Thinking through research, reporting—and making things
Many of my stories started in one place and ended up in another. For example, my story on the loneliness epidemic was first pitched as “Happy Days”—as in, the idea was to chart out what the life of a happy person looks like. My story about childhood trauma started off as an idea about how college kids get so easily derailed.
Stories shift as your do more research and reporting. I think a big part of this is that you start off with a sharp thesis, but the research and reporting show how little you actually know about the topic so you have to build back up to the competency level that you thought you were at.
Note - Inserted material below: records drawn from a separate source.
//! Private retrieval of collection payloads
//!
//! Fetches the payload of one entry without revealing which entry.
//!
//! # Protocol Overview
//!
//! 1. **Query**: the client encrypts a one-hot selection, one ciphertext
//!    per block of entries
//! 2. **Respond**: the server expands every ciphertext into per-entry
//!    selectors with the expansion keys, multiplies each by its entry's
//!    payload polynomial and sums everything into one ciphertext
//! 3. **Extract**: the client decrypts and reads back the block digits
//!
//! Request and response sizes depend only on the number of entries.
//!
//! # Example
//!
//! ```ignore
//! use evd::pir::{build_query, decode_response, respond};
//!
//! let query = build_query(&mut client, 42, payloads.len())?;
//! let response = respond(&query, &payloads, &inv_aut_keys, &ring)?;
//! let block = decode_response(&client, &response)?;
//! ```

mod payload;
mod query;
mod respond;

pub use payload::{
    block_digits, block_len, block_polynomial, decode_block, max_payload_len, pack_block,
    unpack_block, PayloadKey,
};
pub use query::{block_count, block_size, build_query, decode_response, PirQuery, PirResponse};
pub use respond::{expand, respond};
These Dunning-Kruger charts capture the individual journey:
The chart below is a more accurate way to think about the Dunning-Kruger effect. (I don’t particularly like how rigid the term “objective IQ” is in this context. For my purposes, I’d replace IQ here with the term “knowledge.”)
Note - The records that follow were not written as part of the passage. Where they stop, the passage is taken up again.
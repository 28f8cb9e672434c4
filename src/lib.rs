//! EVD: Encrypted Vector Database
//!
//! Similarity search where the server never sees vectors or queries in the
//! clear, built on RLWE/MLWE encryption over `Z_Q[X]/(X^N + 1)`.
//!
//! Key components:
//! - Client: key generation, encoding and MLWE encryption of keys and queries
//! - Server: query and key caching by automorphism plus mod-packing, then one
//!   relinearized inner product per block of N entries
//! - PIR: payload retrieval through server-side query expansion
//! - EvdClient / EvdService: collections, metrics and the wire protocol

pub mod client;
pub mod error;
pub mod evd;
pub mod ks;
pub mod math;
pub mod message;
pub mod params;
pub mod pir;
pub mod rlwe;
pub mod server;
pub mod topk;

pub use client::Client;
pub use error::{ErrorKind, EvdError, Result};
pub use evd::{CollectionInfo, EvdClient, EvdConfig, EvdService, LocalTransport, MetricType};
pub use message::Message;
pub use params::{EvdParams, RankLayout};
pub use server::{CachedKeys, CachedQuery, Server};
pub use topk::{get_top_k_indices, TopK};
When I reported on a handful of specific topics, I didn’t have to go through this journey every single time. But these days, I jump from topic to topic, so this journey is important. In fact, I think all of learning, regardless of how much of an expert you are in that subject area, is about going through this journey. Learning is about finding out the vastness of what you don’t know!
The editor in me thinks: How the hell would I manage a staff of people who can’t figure out what the hell they’re covering until they’ve already invested so much time into a project? After all, the time and resource shortage in 2024 newsrooms often means that many journalists no longer get to explore their curiosity. If you have an idea you want to explore, without a clear destination, it almost feels like you’re trying to steal away some time to figure out if there’s a story there before your editor finds out you’re not actively working on a story.
At the Pudding, I’ve been so grateful that I’m allowed to go through this process of learning and exploring. I’m allowed to take a resonant every-day experiences, learn a bunch about what that experience looks like from a macro scale, and find a story.
So the tl;dr of this entire post is:
I have a list of things I’m curious about.
I spend a bunch of time learning about it through research, data, and reporting.
A lot of times, I realize there isn’t a story there.
But that failure often points me in the direction of where there is a story.